Representative Sampling Across Multiple Datasets

To perform representative sampling across multiple datasets, you can use the find_representative method. This method allows you to select a subset of samples from one dataset that best represents another dataset.

from datasets import load_dataset
from semhash import SemHash
# Load two datasets to filter
train_texts = load_dataset("ag_news", split="train")["text"]
test_texts = load_dataset("ag_news", split="test")["text"]

# Initialize a SemHash instance with the training data
semhash = SemHash.from_records(records=train_texts)

# Find representative samples from the test data against the training data
representative_test_texts = semhash.find_representative(records=test_texts).selected

Parameters

Parameter	Type	Default	Description
`records`	`Sequence[Record]`		The new set of records (e.g., a test set) to find representative samples with against the fitted dataset.
`selection_size`	`int`	`10`	Number of representatives to select.
`candidate_limit`	`int \| Literal['auto']`	`auto`	Number of top candidates to consider for diversification. Defaults to “auto”, which calculates the limit based on the total number of records (typically 10% of the dataset, with a min of 100 and max of 1000).
`diversity`	`float`	`0.5`	Trade-off between diversity (1.0) and relevance (0.0).
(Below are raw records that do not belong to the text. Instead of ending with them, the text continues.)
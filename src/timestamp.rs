//! Timestamp normalization.
//!
//! The backend emits timestamps as plain numbers, numeric strings, or
//! MongoDB extended-JSON wrappers depending on which code path produced
//! the document. Everything that compares or formats a timestamp goes
//! through [`normalize`] first.

use chrono::{DateTime, Local, NaiveDate, NaiveDateTime, TimeZone};
use serde_json::{Map, Value};

/// Convert any supported timestamp encoding into unix seconds.
///
/// Never fails: absent, malformed or non-finite input yields `0.0`.
pub fn normalize(value: &Value) -> f64 {
    match value {
        Value::Number(n) => finite(n.as_f64()),
        Value::String(s) => parse_seconds(s),
        Value::Object(map) => tagged(map),
        _ => 0.0,
    }
}

fn finite(v: Option<f64>) -> f64 {
    v.filter(|f| f.is_finite()).unwrap_or(0.0)
}

fn parse_seconds(s: &str) -> f64 {
    let trimmed = s.trim();
    if trimmed.is_empty() {
        return 0.0;
    }
    finite(trimmed.parse::<f64>().ok())
}

fn tagged(map: &Map<String, Value>) -> f64 {
    for tag in ["$numberDouble", "$numberLong", "$numberInt"] {
        if let Some(inner) = map.get(tag) {
            return normalize(inner);
        }
    }
    match map.get("$date") {
        Some(Value::Number(ms)) => finite(ms.as_f64()) / 1000.0,
        Some(Value::String(text)) => parse_date(text).unwrap_or(0.0),
        // canonical extended JSON: {"$date": {"$numberLong": "<millis>"}}
        Some(Value::Object(inner)) => tagged(inner) / 1000.0,
        _ => 0.0,
    }
}

/// Parse a calendar date/time string into unix seconds.
fn parse_date(text: &str) -> Option<f64> {
    let text = text.trim();
    if let Ok(dt) = DateTime::parse_from_rfc3339(text) {
        return Some(epoch_seconds(dt.timestamp(), dt.timestamp_subsec_nanos()));
    }
    if let Ok(dt) = DateTime::parse_from_rfc2822(text) {
        return Some(epoch_seconds(dt.timestamp(), dt.timestamp_subsec_nanos()));
    }
    // date-time without an offset is local time
    for fmt in ["%Y-%m-%dT%H:%M:%S%.f", "%Y-%m-%d %H:%M:%S%.f", "%Y-%m-%dT%H:%M"] {
        if let Ok(naive) = NaiveDateTime::parse_from_str(text, fmt) {
            let local = Local.from_local_datetime(&naive).earliest()?;
            return Some(epoch_seconds(local.timestamp(), local.timestamp_subsec_nanos()));
        }
    }
    // date-only forms are UTC midnight
    let date = NaiveDate::parse_from_str(text, "%Y-%m-%d").ok()?;
    let utc = date.and_hms_opt(0, 0, 0)?.and_utc();
    Some(utc.timestamp() as f64)
}

fn epoch_seconds(secs: i64, nanos: u32) -> f64 {
    secs as f64 + f64::from(nanos) / 1_000_000_000.0
}
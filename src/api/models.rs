use serde::Serialize;
use serde_json::Value;

use crate::timestamp;

/// Delivery status reported by the backend.
#[derive(Debug, Clone, Copy, PartialEq, Eq, Default)]
pub enum DeliveryState {
    #[default]
    Sent,
    Delivered,
    Read,
}

impl DeliveryState {
    /// Unknown or missing values fall back to `Sent`.
    pub fn from_wire(raw: &str) -> Self {
        match raw.trim().to_ascii_lowercase().as_str() {
            "read" => DeliveryState::Read,
            "delivered" => DeliveryState::Delivered,
            _ => DeliveryState::Sent,
        }
    }
}

/// Where a timeline entry came from.
#[derive(Debug, Clone, Copy, PartialEq, Eq)]
pub enum Provenance {
    /// Attributed by the backend (fetch or push).
    Server,
    /// Synthesized locally right after a send, not yet confirmed.
    LocalEcho { echo_id: u64 },
}

#[derive(Debug, Clone, PartialEq)]
pub struct Message {
    pub id: Option<String>,
    pub conversation_id: String,
    pub sender: Option<String>,
    pub sender_name: Option<String>,
    pub body: String,
    pub timestamp: f64,
    pub delivery_state: DeliveryState,
    pub provenance: Provenance,
}

impl Message {
    /// Decode a backend message document. Missing fields get safe defaults.
    pub fn from_value(item: &Value) -> Self {
        let id = str_field(item, &["wamid", "id"]).or_else(|| object_id(item.get("_id")));
        let body = match item.get("text") {
            Some(Value::Object(text)) => text.get("body").and_then(|v| v.as_str()),
            Some(Value::String(text)) => Some(text.as_str()),
            _ => item.get("body").and_then(|v| v.as_str()),
        }
        .unwrap_or_default()
        .to_string();
        let status = str_field(item, &["status", "deliveryState"]).unwrap_or_default();

        Self {
            id,
            conversation_id: str_field(item, &["wa_id", "conversationId", "conversation_id"])
                .unwrap_or_default(),
            sender: str_field(item, &["from", "sender"]),
            sender_name: str_field(item, &["name"]),
            body,
            timestamp: timestamp::normalize(item.get("timestamp").unwrap_or(&Value::Null)),
            delivery_state: DeliveryState::from_wire(&status),
            provenance: Provenance::Server,
        }
    }

    pub fn local_echo(
        conversation_id: &str,
        local_user: &str,
        body: &str,
        timestamp: f64,
        echo_id: u64,
    ) -> Self {
        Self {
            id: None,
            conversation_id: conversation_id.to_string(),
            sender: None,
            sender_name: Some(local_user.to_string()),
            body: body.to_string(),
            timestamp,
            delivery_state: DeliveryState::Sent,
            provenance: Provenance::LocalEcho { echo_id },
        }
    }

    pub fn is_local_echo(&self) -> bool {
        matches!(self.provenance, Provenance::LocalEcho { .. })
    }

    pub fn echo_id(&self) -> Option<u64> {
        match self.provenance {
            Provenance::LocalEcho { echo_id } => Some(echo_id),
            Provenance::Server => None,
        }
    }
}

#[derive(Debug, Clone, PartialEq)]
pub struct Conversation {
    pub id: String,
    pub display_name: String,
    pub last_message_preview: String,
    pub last_message_timestamp: f64,
    pub pinned: bool,
    pub muted: bool,
    pub unread_count: u32,
}

impl Conversation {
    /// Returns `None` for entries without a usable id.
    pub fn from_value(item: &Value) -> Option<Self> {
        let id = str_field(item, &["wa_id", "id", "conversationId"])?;
        let display_name = str_field(item, &["name", "displayName", "display_name", "title"])
            .unwrap_or_else(|| "Unknown".to_string());
        let last_timestamp = item
            .get("last_timestamp")
            .or_else(|| item.get("lastMessageTimestamp"))
            .unwrap_or(&Value::Null);
        Some(Self {
            id,
            display_name,
            last_message_preview: str_field(item, &["last_message", "lastMessagePreview"])
                .unwrap_or_default(),
            last_message_timestamp: timestamp::normalize(last_timestamp),
            pinned: item.get("pinned").and_then(|v| v.as_bool()).unwrap_or(false),
            muted: item.get("muted").and_then(|v| v.as_bool()).unwrap_or(false),
            unread_count: item
                .get("unread_count")
                .and_then(|v| v.as_u64())
                .map(|n| n.min(u64::from(u32::MAX)) as u32)
                .unwrap_or(0),
        })
    }
}

/// Body of `POST /messages`.
#[derive(Debug, Clone, PartialEq, Serialize)]
pub struct OutgoingMessage {
    #[serde(rename = "wa_id")]
    pub conversation_id: String,
    pub text: String,
    #[serde(rename = "name")]
    pub sender: String,
}

/// First non-empty string among `keys`.
fn str_field(item: &Value, keys: &[&str]) -> Option<String> {
    keys.iter()
        .filter_map(|k| item.get(*k).and_then(|v| v.as_str()))
        .find(|s| !s.is_empty())
        .map(str::to_string)
}

fn object_id(value: Option<&Value>) -> Option<String> {
    match value? {
        Value::String(s) if !s.is_empty() => Some(s.clone()),
        Value::Object(map) => map.get("$oid").and_then(|v| v.as_str()).map(str::to_string),
        _ => None,
    }
}

#[cfg(test)]
mod tests {
    use super::*;
    use serde_json::json;

    #[test]
    fn decodes_backend_message() {
        let msg = Message::from_value(&json!({
            "_id": {"$oid": "66b0c0ffee"},
            "wamid": "wamid.HBgM",
            "wa_id": "919937320320",
            "from": "919937320320",
            "name": "Ravi Kumar",
            "text": {"body": "Hi there"},
            "timestamp": "1754400000",
            "status": "Delivered"
        }));
        assert_eq!(msg.id.as_deref(), Some("wamid.HBgM"));
        assert_eq!(msg.conversation_id, "919937320320");
        assert_eq!(msg.sender.as_deref(), Some("919937320320"));
        assert_eq!(msg.body, "Hi there");
        assert_eq!(msg.timestamp, 1754400000.0);
        assert_eq!(msg.delivery_state, DeliveryState::Delivered);
        assert_eq!(msg.provenance, Provenance::Server);
    }

    #[test]
    fn missing_fields_default() {
        let msg = Message::from_value(&json!({"_id": {"$oid": "abc"}}));
        assert_eq!(msg.id.as_deref(), Some("abc"));
        assert_eq!(msg.body, "");
        assert_eq!(msg.timestamp, 0.0);
        assert_eq!(msg.delivery_state, DeliveryState::Sent);
        assert!(msg.sender.is_none());
    }

    #[test]
    fn accepts_logical_field_names() {
        let msg = Message::from_value(&json!({
            "conversationId": "A",
            "sender": "me",
            "body": "plain",
            "deliveryState": "read",
            "timestamp": 5
        }));
        assert_eq!(msg.conversation_id, "A");
        assert_eq!(msg.sender.as_deref(), Some("me"));
        assert_eq!(msg.body, "plain");
        assert_eq!(msg.delivery_state, DeliveryState::Read);
    }

    #[test]
    fn delivery_state_fails_open() {
        assert_eq!(DeliveryState::from_wire("sent"), DeliveryState::Sent);
        assert_eq!(DeliveryState::from_wire("DELIVERED"), DeliveryState::Delivered);
        assert_eq!(DeliveryState::from_wire("read"), DeliveryState::Read);
        assert_eq!(DeliveryState::from_wire("failed"), DeliveryState::Sent);
        assert_eq!(DeliveryState::from_wire(""), DeliveryState::Sent);
    }

    #[test]
    fn conversation_without_id_is_skipped() {
        assert!(Conversation::from_value(&json!({"name": "nobody"})).is_none());
        let conv = Conversation::from_value(&json!({
            "wa_id": "A",
            "name": "Alice",
            "last_message": "see you",
            "last_timestamp": "",
            "unread_count": 2
        }))
        .unwrap();
        assert_eq!(conv.display_name, "Alice");
        assert_eq!(conv.last_message_timestamp, 0.0);
        assert_eq!(conv.unread_count, 2);
        assert!(!conv.pinned);
    }

    #[test]
    fn outgoing_message_uses_backend_field_names() {
        let out = OutgoingMessage {
            conversation_id: "A".into(),
            text: "hi".into(),
            sender: "You".into(),
        };
        assert_eq!(
            serde_json::to_value(&out).unwrap(),
            json!({"wa_id": "A", "text": "hi", "name": "You"})
        );
    }
}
Must be between 0 and 1. Higher values prioritize diversity, lower values prioritize relevance.
`strategy`	`Strategy \| str`	`Strategy.MMR`	Diversification strategy to use. Options: `"MMR"`, `"MSD"`, `"DPP"`, `"COVER"`, `"SSD"`. Default is MMR (Maximal Marginal Relevance).

Representative Sampling from a Multi-Column Dataset

If you have a multi-column dataset, you can sample representatives from it by specifying the columns to use for representative sampling.

from datasets import load_dataset
from semhash import SemHash

# Load the dataset
dataset = load_dataset("squad_v2", split="train")

# Convert the dataset to a list of dictionaries
records = [dict(row) for row in dataset]

# Initialize SemHash with the columns to deduplicate
semhash = SemHash.from_records(records=records, columns=["question", "context"])

# Find representative samples from the records
representative_records = semhash.self_find_representative().selected

Customizing Diversification

You can customize the diversification strategy and trade-off between relevance and diversity:

from semhash import SemHash
from pyversity import Strategy

# Load your dataset
semhash = SemHash.from_records(records=texts)

# Use different strategies
mmr_samples = semhash.self_find_representative(
    selection_size=20,
    diversity=0.5,
    strategy=Strategy.MMR  # Default
).selected

dpp_samples = semhash.self_find_representative(
    selection_size=20,
    diversity=0.8,  # Higher diversity
    strategy=Strategy.DPP # Different strategy
).selected